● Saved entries
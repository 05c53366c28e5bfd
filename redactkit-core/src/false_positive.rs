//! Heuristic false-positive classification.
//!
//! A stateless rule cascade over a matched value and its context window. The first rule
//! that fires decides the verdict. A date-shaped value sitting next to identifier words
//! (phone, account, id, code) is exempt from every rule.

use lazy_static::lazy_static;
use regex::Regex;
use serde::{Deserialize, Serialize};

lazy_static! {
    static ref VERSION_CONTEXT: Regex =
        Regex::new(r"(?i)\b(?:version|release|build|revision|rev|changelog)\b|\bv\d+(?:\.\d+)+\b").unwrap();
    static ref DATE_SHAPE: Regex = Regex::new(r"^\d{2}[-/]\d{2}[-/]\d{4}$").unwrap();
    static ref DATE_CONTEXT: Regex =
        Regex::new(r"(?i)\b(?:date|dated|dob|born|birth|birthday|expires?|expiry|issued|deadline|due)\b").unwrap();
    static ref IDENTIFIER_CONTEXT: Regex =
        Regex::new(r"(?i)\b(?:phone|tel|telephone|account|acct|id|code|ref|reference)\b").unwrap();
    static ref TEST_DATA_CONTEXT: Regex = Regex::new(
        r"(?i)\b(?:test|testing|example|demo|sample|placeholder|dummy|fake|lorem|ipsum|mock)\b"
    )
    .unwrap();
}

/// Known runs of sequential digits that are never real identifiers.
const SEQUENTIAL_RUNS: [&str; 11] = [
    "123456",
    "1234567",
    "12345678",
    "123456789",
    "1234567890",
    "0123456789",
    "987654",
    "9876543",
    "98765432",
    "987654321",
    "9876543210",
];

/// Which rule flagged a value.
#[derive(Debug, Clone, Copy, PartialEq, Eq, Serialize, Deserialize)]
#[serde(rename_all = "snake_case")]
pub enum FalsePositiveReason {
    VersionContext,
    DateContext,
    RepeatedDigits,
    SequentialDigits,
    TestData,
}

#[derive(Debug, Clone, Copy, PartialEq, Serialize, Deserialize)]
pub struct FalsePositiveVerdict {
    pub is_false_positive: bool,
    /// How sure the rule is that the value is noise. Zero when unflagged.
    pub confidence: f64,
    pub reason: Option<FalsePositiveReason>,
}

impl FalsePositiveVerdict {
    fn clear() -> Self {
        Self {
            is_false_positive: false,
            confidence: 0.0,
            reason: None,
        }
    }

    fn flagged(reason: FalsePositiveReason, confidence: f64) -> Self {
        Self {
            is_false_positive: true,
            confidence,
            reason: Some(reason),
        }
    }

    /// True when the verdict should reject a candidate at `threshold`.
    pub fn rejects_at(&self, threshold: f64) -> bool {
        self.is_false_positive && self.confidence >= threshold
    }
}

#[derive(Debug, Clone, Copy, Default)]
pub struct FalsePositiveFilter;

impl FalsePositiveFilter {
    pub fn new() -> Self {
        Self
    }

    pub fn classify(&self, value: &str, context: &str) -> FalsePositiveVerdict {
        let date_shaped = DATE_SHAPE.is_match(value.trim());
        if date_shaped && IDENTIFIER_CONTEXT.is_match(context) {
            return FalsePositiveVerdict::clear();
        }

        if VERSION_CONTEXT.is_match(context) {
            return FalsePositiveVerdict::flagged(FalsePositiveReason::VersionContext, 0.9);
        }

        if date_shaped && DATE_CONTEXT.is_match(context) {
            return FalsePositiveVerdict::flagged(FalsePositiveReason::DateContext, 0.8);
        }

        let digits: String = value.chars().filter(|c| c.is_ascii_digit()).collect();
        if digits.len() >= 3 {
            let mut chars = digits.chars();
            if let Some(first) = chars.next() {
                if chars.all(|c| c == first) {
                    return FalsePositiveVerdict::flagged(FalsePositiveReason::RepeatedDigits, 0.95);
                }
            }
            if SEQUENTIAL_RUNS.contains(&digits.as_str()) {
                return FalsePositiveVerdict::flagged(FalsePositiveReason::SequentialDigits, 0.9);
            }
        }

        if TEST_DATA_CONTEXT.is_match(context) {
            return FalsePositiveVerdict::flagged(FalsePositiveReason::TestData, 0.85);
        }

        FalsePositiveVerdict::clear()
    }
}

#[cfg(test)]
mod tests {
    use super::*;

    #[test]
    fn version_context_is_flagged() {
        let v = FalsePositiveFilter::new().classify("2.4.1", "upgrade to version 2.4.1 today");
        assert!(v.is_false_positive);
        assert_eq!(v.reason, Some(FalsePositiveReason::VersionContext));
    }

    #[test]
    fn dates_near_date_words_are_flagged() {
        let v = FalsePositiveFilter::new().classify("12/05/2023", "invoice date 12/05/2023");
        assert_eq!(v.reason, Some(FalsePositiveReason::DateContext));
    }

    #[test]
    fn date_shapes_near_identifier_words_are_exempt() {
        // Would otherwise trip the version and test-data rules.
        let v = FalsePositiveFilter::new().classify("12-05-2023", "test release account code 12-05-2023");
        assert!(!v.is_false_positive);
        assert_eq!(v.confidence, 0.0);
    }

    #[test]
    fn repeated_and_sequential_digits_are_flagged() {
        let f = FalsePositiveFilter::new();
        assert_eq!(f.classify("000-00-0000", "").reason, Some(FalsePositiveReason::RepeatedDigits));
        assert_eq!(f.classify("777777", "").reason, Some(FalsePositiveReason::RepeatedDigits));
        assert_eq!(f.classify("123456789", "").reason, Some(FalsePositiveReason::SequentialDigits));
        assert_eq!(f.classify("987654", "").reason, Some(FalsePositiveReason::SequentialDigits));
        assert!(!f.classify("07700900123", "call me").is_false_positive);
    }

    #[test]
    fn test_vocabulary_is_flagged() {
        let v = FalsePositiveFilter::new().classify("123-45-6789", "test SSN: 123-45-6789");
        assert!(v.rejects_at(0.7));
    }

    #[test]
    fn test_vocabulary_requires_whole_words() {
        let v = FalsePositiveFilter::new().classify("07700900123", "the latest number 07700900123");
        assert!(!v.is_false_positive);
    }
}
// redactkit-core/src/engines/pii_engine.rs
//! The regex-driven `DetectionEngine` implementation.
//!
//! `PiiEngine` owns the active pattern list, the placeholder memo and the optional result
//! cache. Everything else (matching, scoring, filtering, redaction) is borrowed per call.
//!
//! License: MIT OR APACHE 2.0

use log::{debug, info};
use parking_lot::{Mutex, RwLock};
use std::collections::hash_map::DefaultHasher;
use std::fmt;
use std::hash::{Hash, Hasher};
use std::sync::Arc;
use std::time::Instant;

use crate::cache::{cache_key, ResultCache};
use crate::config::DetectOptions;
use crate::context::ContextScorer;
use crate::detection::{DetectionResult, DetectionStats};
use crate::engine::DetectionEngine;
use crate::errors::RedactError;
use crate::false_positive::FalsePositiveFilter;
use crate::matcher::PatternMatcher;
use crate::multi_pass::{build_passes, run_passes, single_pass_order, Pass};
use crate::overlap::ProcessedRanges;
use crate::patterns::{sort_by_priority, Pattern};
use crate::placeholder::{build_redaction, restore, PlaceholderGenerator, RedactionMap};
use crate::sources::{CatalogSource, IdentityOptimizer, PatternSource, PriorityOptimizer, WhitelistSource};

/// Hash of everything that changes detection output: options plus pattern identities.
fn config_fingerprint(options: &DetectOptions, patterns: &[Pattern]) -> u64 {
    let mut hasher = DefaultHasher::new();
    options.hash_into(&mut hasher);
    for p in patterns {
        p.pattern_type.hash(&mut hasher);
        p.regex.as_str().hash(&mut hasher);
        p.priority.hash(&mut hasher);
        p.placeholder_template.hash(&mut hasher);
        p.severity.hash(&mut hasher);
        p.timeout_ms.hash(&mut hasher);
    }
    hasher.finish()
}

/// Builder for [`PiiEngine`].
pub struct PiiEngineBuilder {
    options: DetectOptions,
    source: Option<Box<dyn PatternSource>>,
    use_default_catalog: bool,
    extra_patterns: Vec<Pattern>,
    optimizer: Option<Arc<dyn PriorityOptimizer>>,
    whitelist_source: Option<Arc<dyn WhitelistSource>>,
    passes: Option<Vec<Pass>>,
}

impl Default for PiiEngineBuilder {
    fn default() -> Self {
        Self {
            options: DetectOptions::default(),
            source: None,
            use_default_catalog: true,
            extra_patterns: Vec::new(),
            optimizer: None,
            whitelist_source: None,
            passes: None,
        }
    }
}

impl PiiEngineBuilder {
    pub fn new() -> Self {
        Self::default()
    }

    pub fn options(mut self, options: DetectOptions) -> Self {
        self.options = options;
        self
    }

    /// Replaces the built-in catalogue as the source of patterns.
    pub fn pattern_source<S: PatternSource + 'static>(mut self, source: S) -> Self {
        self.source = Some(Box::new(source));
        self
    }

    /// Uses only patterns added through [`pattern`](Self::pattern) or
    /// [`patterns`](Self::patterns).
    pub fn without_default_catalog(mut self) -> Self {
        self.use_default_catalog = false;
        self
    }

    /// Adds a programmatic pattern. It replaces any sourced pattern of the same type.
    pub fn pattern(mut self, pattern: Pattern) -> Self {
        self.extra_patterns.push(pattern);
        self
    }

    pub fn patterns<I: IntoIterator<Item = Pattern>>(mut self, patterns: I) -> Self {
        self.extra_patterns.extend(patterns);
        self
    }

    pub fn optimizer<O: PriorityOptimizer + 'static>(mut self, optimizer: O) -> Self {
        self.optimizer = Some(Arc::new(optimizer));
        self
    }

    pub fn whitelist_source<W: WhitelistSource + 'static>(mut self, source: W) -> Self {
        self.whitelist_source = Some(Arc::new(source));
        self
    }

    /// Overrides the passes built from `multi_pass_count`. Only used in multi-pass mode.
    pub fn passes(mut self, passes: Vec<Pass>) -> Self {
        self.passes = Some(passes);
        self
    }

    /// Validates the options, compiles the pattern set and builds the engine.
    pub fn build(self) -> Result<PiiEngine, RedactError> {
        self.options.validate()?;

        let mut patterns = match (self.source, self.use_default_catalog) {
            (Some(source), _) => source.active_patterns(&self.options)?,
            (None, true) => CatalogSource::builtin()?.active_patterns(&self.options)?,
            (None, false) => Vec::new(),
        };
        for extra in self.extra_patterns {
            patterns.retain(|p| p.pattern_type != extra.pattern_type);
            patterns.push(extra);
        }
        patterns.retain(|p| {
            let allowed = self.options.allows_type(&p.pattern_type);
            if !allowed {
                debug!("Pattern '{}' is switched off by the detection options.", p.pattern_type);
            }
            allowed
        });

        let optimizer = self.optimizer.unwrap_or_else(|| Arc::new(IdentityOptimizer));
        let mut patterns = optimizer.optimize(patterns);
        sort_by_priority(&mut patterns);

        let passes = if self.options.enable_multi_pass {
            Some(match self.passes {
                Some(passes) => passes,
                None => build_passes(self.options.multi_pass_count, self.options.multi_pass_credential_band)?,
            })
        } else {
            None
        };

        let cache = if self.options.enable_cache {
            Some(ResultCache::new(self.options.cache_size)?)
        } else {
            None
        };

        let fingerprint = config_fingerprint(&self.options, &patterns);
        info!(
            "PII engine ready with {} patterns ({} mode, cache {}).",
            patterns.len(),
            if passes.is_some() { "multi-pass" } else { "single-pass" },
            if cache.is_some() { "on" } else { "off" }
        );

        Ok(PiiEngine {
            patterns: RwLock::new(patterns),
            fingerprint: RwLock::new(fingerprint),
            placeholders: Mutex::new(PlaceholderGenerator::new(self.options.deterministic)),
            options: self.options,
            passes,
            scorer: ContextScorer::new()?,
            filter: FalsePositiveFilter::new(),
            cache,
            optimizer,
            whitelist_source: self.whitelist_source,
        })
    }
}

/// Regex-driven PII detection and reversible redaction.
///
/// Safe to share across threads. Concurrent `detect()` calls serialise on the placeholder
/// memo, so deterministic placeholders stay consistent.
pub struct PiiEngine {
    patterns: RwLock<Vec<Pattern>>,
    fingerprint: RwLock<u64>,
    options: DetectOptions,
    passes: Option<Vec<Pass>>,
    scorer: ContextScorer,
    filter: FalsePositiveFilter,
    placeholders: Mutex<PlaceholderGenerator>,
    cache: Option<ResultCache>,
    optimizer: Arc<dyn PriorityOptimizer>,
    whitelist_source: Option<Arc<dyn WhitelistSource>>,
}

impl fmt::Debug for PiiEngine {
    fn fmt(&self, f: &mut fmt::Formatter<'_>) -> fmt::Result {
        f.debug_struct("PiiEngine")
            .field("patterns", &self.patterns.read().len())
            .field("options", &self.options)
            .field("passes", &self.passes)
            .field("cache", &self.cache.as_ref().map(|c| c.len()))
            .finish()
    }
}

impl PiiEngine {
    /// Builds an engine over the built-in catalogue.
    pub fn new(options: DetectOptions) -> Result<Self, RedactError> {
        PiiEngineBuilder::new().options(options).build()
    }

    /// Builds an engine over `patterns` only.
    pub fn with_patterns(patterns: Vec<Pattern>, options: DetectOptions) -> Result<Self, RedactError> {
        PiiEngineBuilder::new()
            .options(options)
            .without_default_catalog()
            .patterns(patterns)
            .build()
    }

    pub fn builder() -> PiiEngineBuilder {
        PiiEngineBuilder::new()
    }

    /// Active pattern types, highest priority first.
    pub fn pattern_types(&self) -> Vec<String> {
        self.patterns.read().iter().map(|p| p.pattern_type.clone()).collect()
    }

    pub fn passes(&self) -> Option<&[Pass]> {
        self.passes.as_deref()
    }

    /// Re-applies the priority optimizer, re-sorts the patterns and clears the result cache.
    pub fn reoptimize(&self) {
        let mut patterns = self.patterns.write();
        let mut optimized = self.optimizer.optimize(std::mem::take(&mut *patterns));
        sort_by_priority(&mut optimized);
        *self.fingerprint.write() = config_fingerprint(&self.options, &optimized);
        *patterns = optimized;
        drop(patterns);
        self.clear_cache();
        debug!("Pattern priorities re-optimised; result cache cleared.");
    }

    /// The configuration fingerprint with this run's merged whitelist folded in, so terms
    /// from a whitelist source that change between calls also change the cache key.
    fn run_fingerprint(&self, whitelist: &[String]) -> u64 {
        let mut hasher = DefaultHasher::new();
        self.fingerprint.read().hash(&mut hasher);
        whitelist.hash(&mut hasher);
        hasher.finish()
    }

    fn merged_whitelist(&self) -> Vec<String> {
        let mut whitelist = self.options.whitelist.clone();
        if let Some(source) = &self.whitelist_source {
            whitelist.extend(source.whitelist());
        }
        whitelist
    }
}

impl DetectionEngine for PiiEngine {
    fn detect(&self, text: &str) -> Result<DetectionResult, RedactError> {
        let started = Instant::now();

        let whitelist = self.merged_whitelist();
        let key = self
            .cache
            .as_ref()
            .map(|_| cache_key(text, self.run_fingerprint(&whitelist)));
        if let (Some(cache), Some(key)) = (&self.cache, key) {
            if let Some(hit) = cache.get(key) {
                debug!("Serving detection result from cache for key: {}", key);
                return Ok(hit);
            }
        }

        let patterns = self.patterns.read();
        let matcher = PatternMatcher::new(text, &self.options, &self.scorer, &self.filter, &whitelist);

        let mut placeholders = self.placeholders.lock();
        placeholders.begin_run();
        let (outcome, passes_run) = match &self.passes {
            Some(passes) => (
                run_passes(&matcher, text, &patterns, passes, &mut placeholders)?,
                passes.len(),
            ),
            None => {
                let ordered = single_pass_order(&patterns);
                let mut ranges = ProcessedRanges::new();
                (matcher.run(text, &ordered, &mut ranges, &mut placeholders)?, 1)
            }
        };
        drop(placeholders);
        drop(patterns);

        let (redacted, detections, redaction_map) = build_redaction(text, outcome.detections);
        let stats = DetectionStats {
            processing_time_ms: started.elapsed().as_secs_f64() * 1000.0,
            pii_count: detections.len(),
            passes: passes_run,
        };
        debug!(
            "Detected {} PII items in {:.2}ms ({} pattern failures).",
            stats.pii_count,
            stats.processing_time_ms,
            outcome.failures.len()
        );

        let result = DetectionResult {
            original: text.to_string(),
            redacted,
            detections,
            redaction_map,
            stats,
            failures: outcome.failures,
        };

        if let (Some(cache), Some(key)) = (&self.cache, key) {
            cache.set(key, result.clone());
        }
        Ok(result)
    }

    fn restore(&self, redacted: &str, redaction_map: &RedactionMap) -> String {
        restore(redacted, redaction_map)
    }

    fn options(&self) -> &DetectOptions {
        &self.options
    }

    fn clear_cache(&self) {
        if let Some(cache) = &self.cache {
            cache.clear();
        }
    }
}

● WHAT TO WORK ON
The answer must hold only the lines from the first line of the data through the line bearing "use regex::Regex;", returned exactly.

● SOLUTION FOR THIS TASK
repository 05c53366c28e5bfd
filename redactkit-core/src/false_positive.rs
//! Heuristic false-positive classification.
//!
//! A stateless rule cascade over a matched value and its context window. The first rule
//! that fires decides the verdict. A date-shaped value sitting next to identifier words
//! (phone, account, id, code) is exempt from every rule.

use lazy_static::lazy_static;
use regex::Regex;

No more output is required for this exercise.